Rather than targeting the people involved in potentially colluding and manipulating the market during last week’s GameStop run up, it appears FINRA is instead focusing their efforts on “digital platforms” and “game-like” apps. Because, we all know, it’s the platform that colluded on message boards and placed those trades, right?

Nevermind the fact that de facto WallStreetBets leader Deepf***ingvalue, who we profiled here, appeared to be using an e-Trade account while trading, FINRA’s 2021 Examinations and Priorities report — which summarizes exam findings from 2020 — turns the focus to platforms with “game-like” features, according to ThinkAdvisor and Law 360.

The report says: “online broker-dealers’ apps, as well as those offered by other financial services and consumer-oriented businesses, include interactive and ‘game-like’ features, as well as related forms of advertising and marketing.”

Those features “affect many aspects of how firms interact and communicate with customers, from initial advertisements through the opening of accounts, recommendations and the presentation of different investment choices,” the report notes.
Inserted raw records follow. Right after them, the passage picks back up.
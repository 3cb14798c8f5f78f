//! Panel definitions for the querybench TUI.

mod chat;
mod config;
mod history;
mod updates;

pub use chat::ChatPanel;
pub use config::ConfigPanel;
pub use history::HistoryPanel;
pub use updates::UpdatesPanel;

use crate::app::App;
use ratatui::{buffer::Buffer, layout::Rect, widgets::Widget};

/// Trait for panels that can be rendered.
pub trait Panel {
    /// Render the panel to the buffer.
    fn render(&self, app: &App, area: Rect, buf: &mut Buffer);
}

/// Key bindings shown in the help overlay.
const HELP_KEYS: [(&str, &str); 10] = [
    ("1 / F1", "Chat interface"),
    ("2 / F2", "Config editor"),
    ("Tab", "Focus history panel"),
    ("j/k or Up/Down", "Scroll / select"),
    ("Enter", "Send / edit / open"),
    ("Ctrl+N", "New conversation"),
    ("Ctrl+R", "Run or cancel evaluation"),
    ("Ctrl+S", "Save config"),
    ("q or Esc", "Quit"),
    ("?", "Toggle this help"),
];

/// Render the help overlay.
pub fn render_help_overlay(area: Rect, buf: &mut Buffer) {
    use crate::ui::centered_fixed;
    use crate::ui::theme::Styles;
    use ratatui::text::{Line, Span};
    use ratatui::widgets::{Block, Borders, Clear, Paragraph};

    let mut lines = vec![Line::from("")];
    for (key, what) in HELP_KEYS {
        lines.push(Line::from(vec![
            Span::styled(format!("  {key:<16}"), Styles::highlight()),
            Span::styled(what, Styles::default()),
        ]));
    }
    lines.push(Line::from(""));
    lines.push(Line::from(Span::styled(
        "  [Press any key to close]",
        Styles::dim(),
    )));

    #[allow(clippy::cast_possible_truncation)]
    let height = (lines.len() as u16 + 2).min(area.height.saturating_sub(4));
    let width = 52.min(area.width.saturating_sub(4));
    let overlay = centered_fixed(width, height, area);

    Clear.render(overlay, buf);

    let block = Block::default()
        .title(" Help ")
        .title_style(Styles::title())
        .borders(Borders::ALL)
        .border_style(Styles::border_active())
        .style(Styles::default());

    Paragraph::new(lines)
        .block(block)
        .style(Styles::default())
        .render(overlay, buf);
}
//! Shared helpers for exercising the shell in tests.

use crate::app::App;
use crate::shell::render_shell;
use ratatui::{buffer::Buffer, layout::Rect};

/// Standard test terminal size.
pub const TEST_WIDTH: u16 = 80;
pub const TEST_HEIGHT: u16 = 24;

/// App seeded with in-memory fixtures; never touches the filesystem.
pub fn create_test_app() -> App {
    App::new_for_test()
}

/// Flatten a buffer into newline-joined rows, trailing blanks removed, so
/// assertions can use plain `contains`.
pub fn buffer_to_string(buffer: &Buffer) -> String {
    let area = buffer.area;
    let mut rows = Vec::with_capacity(usize::from(area.height));
    for y in area.y..area.y + area.height {
        let row: String = (area.x..area.x + area.width)
            .map(|x| buffer.cell((x, y)).map_or(" ", ratatui::buffer::Cell::symbol))
            .collect();
        rows.push(row.trim_end().to_string());
    }
    rows.join("\n")
}

/// Render the full shell at the standard size.
pub fn render_shell_to_string(app: &App) -> String {
    render_shell_to_string_sized(app, TEST_WIDTH, TEST_HEIGHT)
}

/// Render the full shell at a custom size.
pub fn render_shell_to_string_sized(app: &App, width: u16, height: u16) -> String {
    let area = Rect::new(0, 0, width, height);
    let mut buffer = Buffer::empty(area);
    render_shell(app, area, &mut buffer);
    buffer_to_string(&buffer)
}

#[cfg(test)]
mod tests {
    use super::*;

    #[test]
    fn test_buffer_to_string_trims_rows() {
        let area = Rect::new(0, 0, 10, 2);
        let mut buffer = Buffer::empty(area);
        buffer.set_string(0, 0, "Hello", ratatui::style::Style::default());

        let result = buffer_to_string(&buffer);
        assert_eq!(result, "Hello\n");
    }
}
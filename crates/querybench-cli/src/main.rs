//! querybench CLI: terminal workbench for a natural-language-to-SQL assistant

use clap::{ArgAction, Parser, Subcommand};
use querybench_engine::{
    evaluate, Config, EvalError, EvalOptions, EvalReport, HistoryStore, UpdateEvent,
};
use std::path::Path;
use tokio::sync::mpsc;
use tracing_subscriber::EnvFilter;

/// SQL assistant workbench with TUI
#[derive(Parser)]
#[command(name = "querybench")]
#[command(author, version, about, long_about = None)]
struct Cli {
    #[command(subcommand)]
    command: Option<Commands>,

    /// Increase log verbosity (-v, -vv, -vvv)
    #[arg(short, long, action = ArgAction::Count, global = true)]
    verbose: u8,
}

#[derive(Subcommand)]
enum Commands {
    /// Open the TUI (the default when no command is given)
    Tui,

    /// Initialize the .querybench directory and config
    Init,

    /// Check the assistant command and configured paths
    Doctor {
        /// Output as JSON
        #[arg(long)]
        json: bool,
    },

    /// Evaluate the assistant against the ground-truth corpus
    Eval {
        /// Evaluate at most this many cases
        #[arg(long)]
        limit: Option<usize>,

        /// Output the report as JSON
        #[arg(long)]
        json: bool,
    },

    /// List saved conversation threads
    History {
        /// Output as JSON
        #[arg(long)]
        json: bool,
    },
}

const DATA_DIR: &str = ".querybench";

fn main() {
    let cli = Cli::parse();
    init_logging(cli.verbose);

    match cli.command {
        None | Some(Commands::Tui) => cmd_tui(),
        Some(Commands::Init) => cmd_init(),
        Some(Commands::Doctor { json }) => cmd_doctor(json),
        Some(Commands::Eval { limit, json }) => cmd_eval(limit, json),
        Some(Commands::History { json }) => cmd_history(json),
    }
}

fn init_logging(verbosity: u8) {
    let filter = match verbosity {
        0 => "warn",
        1 => "info",
        2 => "debug",
        _ => "trace",
    };
    tracing_subscriber::fmt()
        .with_env_filter(EnvFilter::new(filter))
        .with_writer(std::io::stderr)
        .init();
}

fn runtime() -> tokio::runtime::Runtime {
    tokio::runtime::Runtime::new().expect("tokio runtime")
}

/// Print the error and exit nonzero.
fn fail(message: impl std::fmt::Display) -> ! {
    eprintln!("Error: {message}");
    std::process::exit(1);
}

fn cmd_tui() {
    let workspace = match std::env::current_dir() {
        Ok(dir) => dir,
        Err(e) => fail(format_args!("cannot determine working directory: {e}")),
    };
    if let Err(e) = runtime().block_on(querybench_tui::run_tui(&workspace)) {
        fail(e);
    }
}

fn cmd_init() {
    let data_dir = Path::new(DATA_DIR);

    if let Err(e) = std::fs::create_dir_all(data_dir.join("history")) {
        fail(format_args!("cannot create {}: {e}", data_dir.display()));
    }

    let config_path = data_dir.join("config.json");
    let config = if config_path.exists() {
        println!("Keeping existing config at {}", config_path.display());
        match Config::load(&config_path) {
            Ok(c) => c,
            Err(e) => fail(e),
        }
    } else {
        let config = Config::default();
        match config.save(&config_path) {
            Ok(()) => println!("Wrote {}", config_path.display()),
            Err(e) => fail(e),
        }
        config
    };

    // Starter corpus so `querybench eval` has something to run against
    let ground_truth = &config.evaluation.ground_truth_path;
    if !ground_truth.exists() {
        let template = "User Input|Ground Truth SQL\n\
                        How many users are there?|SELECT COUNT(*) FROM users\n";
        if let Err(e) = std::fs::write(ground_truth, template) {
            fail(format_args!("cannot write ground truth template: {e}"));
        }
        println!("Wrote {}", ground_truth.display());
    }

    match config.assistant.resolve_command() {
        Some(path) => println!(
            "Assistant '{}' found at {}",
            config.assistant.name,
            path.display()
        ),
        None => println!(
            "Warning: assistant '{}' not found on PATH",
            config.assistant.name
        ),
    }

    println!("\nWorkspace initialized.");
    println!("Edit {} to point at your corpus and schema", config_path.display());
}

fn cmd_doctor(json: bool) {
    let config_path = Path::new(DATA_DIR).join("config.json");
    let config_exists = config_path.exists();
    let config = Config::load(&config_path).unwrap_or_default();

    let assistant_path = config.assistant.resolve_command();
    let ground_truth_exists = config.evaluation.ground_truth_path.exists();
    let schema_exists = config.schema_path.as_ref().map(|p| p.exists());

    if json {
        let output = serde_json::json!({
            "config_exists": config_exists,
            "assistant": config.assistant.name,
            "assistant_path": assistant_path.as_ref().map(|p| p.display().to_string()),
            "ground_truth_path": config.evaluation.ground_truth_path.display().to_string(),
            "ground_truth_exists": ground_truth_exists,
            "schema_exists": schema_exists,
        });
        println!("{}", serde_json::to_string_pretty(&output).expect("doctor JSON"));
        return;
    }

    println!("querybench doctor\n");

    if config_exists {
        println!("  config - found at {}", config_path.display());
    } else {
        println!("  config - not found (using defaults, run `querybench init`)");
    }

    match &assistant_path {
        Some(path) => println!(
            "  assistant '{}' - ready ({})",
            config.assistant.name,
            path.display()
        ),
        None => println!("  assistant '{}' - not found on PATH", config.assistant.name),
    }

    if ground_truth_exists {
        println!(
            "  ground truth - found at {}",
            config.evaluation.ground_truth_path.display()
        );
    } else {
        println!(
            "  ground truth - missing ({})",
            config.evaluation.ground_truth_path.display()
        );
    }

    match (&config.schema_path, schema_exists) {
        (Some(path), Some(true)) => println!("  schema - found at {}", path.display()),
        (Some(path), _) => println!("  schema - configured but missing ({})", path.display()),
        (None, _) => println!("  schema - not configured"),
    }

    let ready = assistant_path.is_some() && ground_truth_exists;
    println!("\n{}", if ready { "Ready to evaluate" } else { "Not ready" });
}

fn cmd_eval(limit: Option<usize>, json: bool) {
    let config_path = Path::new(DATA_DIR).join("config.json");
    if !config_path.exists() {
        fail("config.json not found; run `querybench init` first");
    }

    let config = match Config::load(&config_path) {
        Ok(c) => c,
        Err(e) => fail(e),
    };

    let report = match runtime().block_on(run_eval(&config, limit, json)) {
        Ok(report) => report,
        Err(e) => fail(e),
    };

    if json {
        println!("{}", serde_json::to_string_pretty(&report).expect("report JSON"));
    } else {
        print_report(&report);
    }
}

/// Run an evaluation, streaming progress lines unless JSON output was asked.
async fn run_eval(
    config: &Config,
    limit: Option<usize>,
    json: bool,
) -> Result<EvalReport, EvalError> {
    let (event_tx, mut event_rx) = mpsc::unbounded_channel();

    let printer = tokio::spawn(async move {
        while let Some(event) = event_rx.recv().await {
            if json {
                continue;
            }
            match event {
                UpdateEvent::EvalStarted { total } => {
                    println!("Evaluating {total} case(s)...\n");
                }
                UpdateEvent::CaseEvaluated { result } => {
                    let index = result.index + 1;
                    match (result.similarity, &result.error) {
                        (Some(similarity), _) => {
                            let status = if result.passed { "PASS" } else { "FAIL" };
                            println!("  case {index}: {status} (similarity {similarity:.3})");
                        }
                        (None, Some(error)) => println!("  case {index}: FAIL ({error})"),
                        (None, None) => println!("  case {index}: FAIL"),
                    }
                }
                UpdateEvent::Status { message } => println!("  {message}"),
                UpdateEvent::EvalCompleted { .. }
                | UpdateEvent::EvalCancelled { .. }
                | UpdateEvent::EvalFailed { .. } => {}
            }
        }
    });

    // Keep the cancel sender alive for the whole run; dropping it would read
    // as a cancellation inside the loop.
    let (_cancel_tx, mut cancel_rx) = mpsc::channel(1);

    let result = evaluate(config, &EvalOptions { limit }, &event_tx, &mut cancel_rx).await;

    drop(event_tx);
    let _ = printer.await;

    result
}

fn print_report(report: &EvalReport) {
    println!("\n=== Evaluation Report ===");
    println!("Total cases:       {}", report.total);
    println!("Successful:        {}", report.successful);
    println!("Failed:            {}", report.failed);
    println!("Success rate:      {:.1}%", report.success_rate);
    println!("Avg similarity:    {:.3}", report.average_similarity);
    println!("Median similarity: {:.3}", report.median_similarity);
    println!("Min similarity:    {:.3}", report.min_similarity);
    println!("Max similarity:    {:.3}", report.max_similarity);
    println!("Duration:          {}ms", report.duration_ms);

    let failed: Vec<_> = report.failed_cases().collect();
    if !failed.is_empty() {
        println!("\nFailed cases:");
        for case in failed {
            let reason = case
                .error
                .clone()
                .or_else(|| case.similarity.map(|s| format!("similarity {s:.3}")))
                .unwrap_or_else(|| "unknown".into());
            println!("  {}: {} ({reason})", case.index + 1, case.input);
        }
    }
}

fn cmd_history(json: bool) {
    let store = match HistoryStore::new(Path::new(DATA_DIR).join("history")) {
        Ok(store) => store,
        Err(e) => fail(e),
    };

    let summaries = match store.list() {
        Ok(s) => s,
        Err(e) => fail(e),
    };

    if json {
        println!("{}", serde_json::to_string_pretty(&summaries).expect("history JSON"));
        return;
    }

    if summaries.is_empty() {
        println!("No saved conversations");
        return;
    }

    println!("Saved conversations\n");
    for summary in &summaries {
        println!(
            "  {}  {:>3} msgs  {}",
            summary.updated_at.format("%Y-%m-%d %H:%M"),
            summary.messages,
            summary.title
        );
    }
}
It then says it found that broker-dealers “had failed to supervise and maintain policies and procedures for digital communications.”
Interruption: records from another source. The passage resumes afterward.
//! Chat panel - the conversation transcript and input box.

use crate::app::{App, FocusedPane};
use crate::panels::Panel;
use crate::ui::theme::Styles;
use querybench_engine::Role;
use ratatui::{
    buffer::Buffer,
    layout::{Constraint, Direction, Layout, Rect},
    text::{Line, Span},
    widgets::{Block, Borders, Paragraph, Widget, Wrap},
};

/// The chat interface panel.
pub struct ChatPanel;

impl Panel for ChatPanel {
    fn render(&self, app: &App, area: Rect, buf: &mut Buffer) {
        let chunks = Layout::default()
            .direction(Direction::Vertical)
            .constraints([
                Constraint::Min(5),    // Transcript
                Constraint::Length(4), // Input
            ])
            .split(area);

        render_transcript(app, chunks[0], buf);
        render_input(app, chunks[1], buf);
    }
}

fn render_transcript(app: &App, area: Rect, buf: &mut Buffer) {
    let focused = app.focus == FocusedPane::Main;
    let block = Block::default()
        .title(" Chat ")
        .title_style(Styles::title())
        .borders(Borders::ALL)
        .border_style(if focused {
            Styles::border_active()
        } else {
            Styles::border()
        })
        .style(Styles::default());

    let inner = block.inner(area);
    block.render(area, buf);

    if app.thread.messages.is_empty() {
        let hint = Paragraph::new(vec![
            Line::from(""),
            Line::from(Span::styled(
                "  Ask a question about your data:",
                Styles::highlight(),
            )),
            Line::from(""),
            Line::from(Span::styled(
                "  Example: \"How many orders shipped",
                Styles::dim(),
            )),
            Line::from(Span::styled("  in the last 30 days?\"", Styles::dim())),
            Line::from(""),
            Line::from(Span::styled(
                "  The assistant answers with a SQL",
                Styles::dim(),
            )),
            Line::from(Span::styled("  statement you can run.", Styles::dim())),
        ])
        .style(Styles::default());
        hint.render(inner, buf);
        return;
    }

    let mut lines = Vec::new();
    for msg in &app.thread.messages {
        let (prefix, style) = match msg.role {
            Role::User => ("You", Styles::highlight()),
            Role::Assistant => (msg.assistant.as_deref().unwrap_or("Assistant"), Styles::active()),
            Role::System => ("System", Styles::dim()),
        };

        let content_lines: Vec<&str> = msg.content.lines().collect();
        if let Some(first) = content_lines.first() {
            lines.push(Line::from(vec![
                Span::styled(format!("{prefix}: "), style),
                Span::styled(*first, Styles::default()),
            ]));
        }
        for line in content_lines.iter().skip(1) {
            lines.push(Line::from(Span::styled(
                format!("  {line}"),
                Styles::default(),
            )));
        }
        lines.push(Line::from("")); // Blank line between messages
    }

    if app.chat_in_progress {
        lines.push(Line::from(Span::styled(
            format!("  Waiting for {}...", app.assistant_name()),
            Styles::dim(),
        )));
    }

    let visible: Vec<Line<'_>> = lines.into_iter().skip(app.transcript_scroll).collect();

    Paragraph::new(visible)
        .style(Styles::default())
        .wrap(Wrap { trim: false })
        .render(inner, buf);
}

fn render_input(app: &App, area: Rect, buf: &mut Buffer) {
    let block = Block::default()
        .title(" Input ")
        .title_style(Styles::title())
        .borders(Borders::ALL)
        .border_style(if app.chat_in_progress {
            Styles::dim()
        } else {
            Styles::border_active()
        })
        .style(Styles::default());

    let inner = block.inner(area);
    block.render(area, buf);

    app.input_state
        .widget()
        .focused(!app.chat_in_progress && app.focus == FocusedPane::Main)
        .placeholder("Type your question here...")
        .render(inner, buf);
}
//! One-line bottom bar: mode chip, key hints, right-aligned text.

use crate::ui::theme::{Palette, Styles};
use ratatui::{
    buffer::Buffer,
    layout::Rect,
    text::{Line, Span},
    widgets::Widget,
};

/// A key chip plus its short label.
#[derive(Debug, Clone)]
pub struct KeyHint {
    pub key: &'static str,
    pub label: &'static str,
}

impl KeyHint {
    pub const fn new(key: &'static str, label: &'static str) -> Self {
        Self { key, label }
    }
}

/// The bottom bar widget.
#[derive(Debug, Clone)]
pub struct StatusBar<'a> {
    mode: &'a str,
    hints: Vec<KeyHint>,
    right_text: Option<&'a str>,
}

impl<'a> StatusBar<'a> {
    pub fn new(mode: &'a str) -> Self {
        Self {
            mode,
            hints: Vec::new(),
            right_text: None,
        }
    }

    #[must_use]
    pub fn hints(mut self, hints: Vec<KeyHint>) -> Self {
        self.hints = hints;
        self
    }

    #[must_use]
    pub fn right(mut self, text: &'a str) -> Self {
        self.right_text = Some(text);
        self
    }
}

impl Widget for StatusBar<'_> {
    fn render(self, area: Rect, buf: &mut Buffer) {
        if area.height == 0 {
            return;
        }
        let row = Rect { height: 1, ..area };
        buf.set_style(row, Styles::status_bar());
        for x in row.left()..row.right() {
            buf[(x, row.y)].set_char(' ');
        }

        let chip = Span::styled(
            format!(" {} ", self.mode),
            Styles::default().bg(Palette::ACCENT).fg(Palette::BG),
        );
        let mut spans = vec![chip, Span::raw(" ")];
        for hint in &self.hints {
            spans.push(Span::styled(format!(" {} ", hint.key), Styles::key_hint()));
            spans.push(Span::styled(format!(" {} ", hint.label), Styles::key_label()));
        }
        buf.set_line(row.x, row.y, &Line::from(spans), row.width);

        // Right text wins over hints if they collide; it is short (assistant
        // name or a notification) and more current.
        if let Some(text) = self.right_text {
            #[allow(clippy::cast_possible_truncation)]
            let len = text.chars().count() as u16;
            if len < row.width {
                buf.set_string(row.right() - len - 1, row.y, text, Styles::status_bar());
            }
        }
    }
}

#[cfg(test)]
mod tests {
    use super::*;

    #[test]
    fn test_status_bar_renders_mode_and_hints() {
        let area = Rect::new(0, 0, 60, 1);
        let mut buf = Buffer::empty(area);

        StatusBar::new("Chat")
            .hints(vec![KeyHint::new("Enter", "Send")])
            .right("claude")
            .render(area, &mut buf);

        let line: String = (0..60)
            .map(|x| buf.cell((x, 0)).unwrap().symbol().to_string())
            .collect();
        assert!(line.contains("Chat"));
        assert!(line.contains("Enter"));
        assert!(line.contains("Send"));
        assert!(line.contains("claude"));
    }

    #[test]
    fn test_status_bar_zero_height_is_noop() {
        let area = Rect::new(0, 0, 10, 0);
        let mut buf = Buffer::empty(area);
        StatusBar::new("Chat").render(area, &mut buf);
    }
}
FINRA says some broker dealers are “not maintaining policies and procedures to reasonably identify and respond to red flags — such as customer complaints, representatives’ email, [outside business activity] OBA reviews or advertising reviews — that registered representatives used impermissible business-related digital communications methods, including texting, messaging, social media, collaboration apps or ‘electronic sales seminars’ in chatrooms.”
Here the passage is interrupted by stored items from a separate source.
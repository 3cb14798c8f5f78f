//! Terminal event plumbing and the key-to-action table.

use crossterm::event::{self, Event as CrosstermEvent, KeyCode, KeyEvent, KeyModifiers, MouseEvent};
use std::time::Duration;
use tokio::sync::mpsc;

/// Input and timing events delivered to the main loop.
#[derive(Debug, Clone)]
pub enum Event {
    Key(KeyEvent),
    Mouse(MouseEvent),
    /// Fires when no input arrived within the tick interval.
    Tick,
    Resize(u16, u16),
}

/// Forwards crossterm events from a dedicated poll thread.
///
/// Crossterm reads are blocking, so they live on their own thread; the
/// async side only ever awaits the channel.
pub struct EventHandler {
    rx: mpsc::UnboundedReceiver<Event>,
}

impl EventHandler {
    /// Spawn the poll thread with the given tick interval.
    pub fn new(tick_rate_ms: u64) -> Self {
        let (tx, rx) = mpsc::unbounded_channel();
        std::thread::spawn(move || forward_events(&tx, Duration::from_millis(tick_rate_ms)));
        Self { rx }
    }

    /// Next event, or `None` once the poll thread has gone away.
    pub async fn next(&mut self) -> Option<Event> {
        self.rx.recv().await
    }
}

/// Poll-and-forward loop; exits when the receiving side is dropped.
fn forward_events(tx: &mpsc::UnboundedSender<Event>, tick: Duration) {
    loop {
        let sent = if event::poll(tick).unwrap_or(false) {
            match event::read() {
                Ok(CrosstermEvent::Key(key)) => tx.send(Event::Key(key)),
                Ok(CrosstermEvent::Mouse(mouse)) => tx.send(Event::Mouse(mouse)),
                Ok(CrosstermEvent::Resize(w, h)) => tx.send(Event::Resize(w, h)),
                _ => Ok(()),
            }
        } else {
            tx.send(Event::Tick)
        };
        if sent.is_err() {
            break;
        }
    }
}

/// Key action that can be performed in the TUI.
#[derive(Debug, Clone, Copy, PartialEq, Eq)]
pub enum Action {
    Quit,
    Help,
    /// Show the chat interface in the center column.
    ChatView,
    /// Show the config editor in the center column.
    ConfigView,
    /// Move focus between the center panel and the history panel.
    ToggleFocus,
    /// Start a fresh conversation.
    NewThread,
    /// Start (or cancel) an evaluation run.
    Evaluate,
    /// Save the config form.
    SaveConfig,
    Select,
    Back,
    Up,
    Down,
    None,
}

/// Convert a key event to an action.
pub fn key_to_action(key: KeyEvent) -> Action {
    if key.modifiers.contains(KeyModifiers::CONTROL) {
        return match key.code {
            KeyCode::Char('c') => Action::Quit,
            KeyCode::Char('n') => Action::NewThread,
            KeyCode::Char('r') => Action::Evaluate,
            KeyCode::Char('s') => Action::SaveConfig,
            _ => Action::None,
        };
    }

    match key.code {
        KeyCode::Char('q') => Action::Quit,
        KeyCode::Char('?') => Action::Help,
        KeyCode::Char('1') | KeyCode::F(1) => Action::ChatView,
        KeyCode::Char('2') | KeyCode::F(2) => Action::ConfigView,
        KeyCode::Tab => Action::ToggleFocus,
        KeyCode::Esc => Action::Back,
        KeyCode::Enter => Action::Select,
        KeyCode::Up | KeyCode::Char('k') => Action::Up,
        KeyCode::Down | KeyCode::Char('j') => Action::Down,
        _ => Action::None,
    }
}

#[cfg(test)]
mod tests {
    use super::*;

    #[test]
    fn test_view_keys() {
        let key = KeyEvent::new(KeyCode::Char('1'), KeyModifiers::NONE);
        assert_eq!(key_to_action(key), Action::ChatView);

        let key = KeyEvent::new(KeyCode::F(2), KeyModifiers::NONE);
        assert_eq!(key_to_action(key), Action::ConfigView);
    }

    #[test]
    fn test_control_combos() {
        let key = KeyEvent::new(KeyCode::Char('c'), KeyModifiers::CONTROL);
        assert_eq!(key_to_action(key), Action::Quit);

        let key = KeyEvent::new(KeyCode::Char('s'), KeyModifiers::CONTROL);
        assert_eq!(key_to_action(key), Action::SaveConfig);

        let key = KeyEvent::new(KeyCode::Char('x'), KeyModifiers::CONTROL);
        assert_eq!(key_to_action(key), Action::None);
    }

    #[test]
    fn test_plain_keys() {
        let key = KeyEvent::new(KeyCode::Tab, KeyModifiers::NONE);
        assert_eq!(key_to_action(key), Action::ToggleFocus);

        let key = KeyEvent::new(KeyCode::Char('z'), KeyModifiers::NONE);
        assert_eq!(key_to_action(key), Action::None);
    }
}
Robert Cruz, vice president, Information Governance for technology provider Smarsh, added: “FINRA highlights the need to inspect for outside business activities (OBA), which is significant given the recent news surrounding GameStop.”

Commenting on Reddit user Deepf***ingvalue and his reported recent employment at Mass Mutual, Cruz said: “Supervisory technologies should be able to identify communications fragments indicating that may be indicators of employee misconduct — whether those are happening on approved networks, or may be occurring on prohibited tools.”

He continued, stating that many firms “have struggled in defending the line between personal and business communications — in particular since we all spend nearly all of our time on mobile apps and video conferencing technologies. Employees need to get their jobs done, and absent of more explicit guidance from firms, can easily gravitate toward tools that they are familiar with and are easily accessible, such as Signal, Telegram, WhatsApp and others.”

Cruz has seen “many firms strengthen their policies and due diligence processes to make that there is clear guidance on what tools are permitted, including inspecting new features in order to determine if sufficient mechanisms exist to capture those communications before they are allowed to be used for business purposes,” he concluded.

Between FINRA focusing on platforms and yesterday’s call by Maxine Waters to drag GameStop executives before Congress at upcoming hearings (as if the company had anything to do with the stock’s move), we are almost guaranteed that lawmakers and regulators will find everything but the reason for last week’s chaos. We’re certain it’ll be a congressional hearing that exemplifies the effectiveness of congressional hearings.